→ **What the task requires**
Each record should be written out exactly as it stands.

··· Data provided

//! Vehicle type with a load capacity.

use serde::{Deserialize, Serialize};

/// A vehicle that serves one depot-anchored route.
///
/// # Examples
///
/// ```
/// use route_optimizer::models::Vehicle;
///
/// let v = Vehicle::new(0, 50);
/// assert_eq!(v.id(), 0);
/// assert_eq!(v.capacity(), 50);
///
/// let fleet = Vehicle::fleet(3, 25);
/// assert_eq!(fleet.len(), 3);
/// assert_eq!(fleet[2].id(), 2);
/// ```
#[derive(Debug, Clone, PartialEq, Eq, Serialize, Deserialize)]
pub struct Vehicle {
    id: usize,
    capacity: u32,
}

impl Vehicle {
    /// Creates a vehicle with the given ID and capacity.
    pub fn new(id: usize, capacity: u32) -> Self {
        Self { id, capacity }
    }

    /// Creates `count` identical vehicles numbered `0..count`.
    pub fn fleet(count: usize, capacity: u32) -> Vec<Self> {
        (0..count).map(|id| Self::new(id, capacity)).collect()
    }

    /// Vehicle ID.
    pub fn id(&self) -> usize {
        self.id
    }

    /// Maximum total demand this vehicle may serve.
    pub fn capacity(&self) -> u32 {
        self.capacity
    }
}

#[cfg(test)]
mod tests {
    use super::*;

    #[test]
    fn test_vehicle_new() {
        let v = Vehicle::new(4, 100);
        assert_eq!(v.id(), 4);
        assert_eq!(v.capacity(), 100);
    }

    #[test]
    fn test_fleet_is_homogeneous() {
        let fleet = Vehicle::fleet(2, 25);
        assert_eq!(fleet, vec![Vehicle::new(0, 25), Vehicle::new(1, 25)]);
        assert!(Vehicle::fleet(0, 25).is_empty());
    }
}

······

→ **Task result**
//! Vehicle type with a load capacity.

use serde::{Deserialize, Serialize};

/// A vehicle that serves one depot-anchored route.
///
/// # Examples
///
/// ```
/// use route_optimizer::models::Vehicle;
///
/// let v = Vehicle::new(0, 50);
/// assert_eq!(v.id(), 0);
/// assert_eq!(v.capacity(), 50);
///
/// let fleet = Vehicle::fleet(3, 25);
/// assert_eq!(fleet.len(), 3);
/// assert_eq!(fleet[2].id(), 2);
/// ```
#[derive(Debug, Clone, PartialEq, Eq, Serialize, Deserialize)]
pub struct Vehicle {
    id: usize,
    capacity: u32,
}

impl Vehicle {
    /// Creates a vehicle with the given ID and capacity.
    pub fn new(id: usize, capacity: u32) -> Self {
        Self { id, capacity }
    }

    /// Creates `count` identical vehicles numbered `0..count`.
    pub fn fleet(count: usize, capacity: u32) -> Vec<Self> {
        (0..count).map(|id| Self::new(id, capacity)).collect()
    }

    /// Vehicle ID.
    pub fn id(&self) -> usize {
        self.id
    }

    /// Maximum total demand this vehicle may serve.
    pub fn capacity(&self) -> u32 {
        self.capacity
    }
}

#[cfg(test)]
mod tests {
    use super::*;

    #[test]
    fn test_vehicle_new() {
        let v = Vehicle::new(4, 100);
        assert_eq!(v.id(), 4);
        assert_eq!(v.capacity(), 100);
    }

    #[test]
    fn test_fleet_is_homogeneous() {
        let fleet = Vehicle::fleet(2, 25);
        assert_eq!(fleet, vec![Vehicle::new(0, 25), Vehicle::new(1, 25)]);
        assert!(Vehicle::fleet(0, 25).is_empty());
    }
}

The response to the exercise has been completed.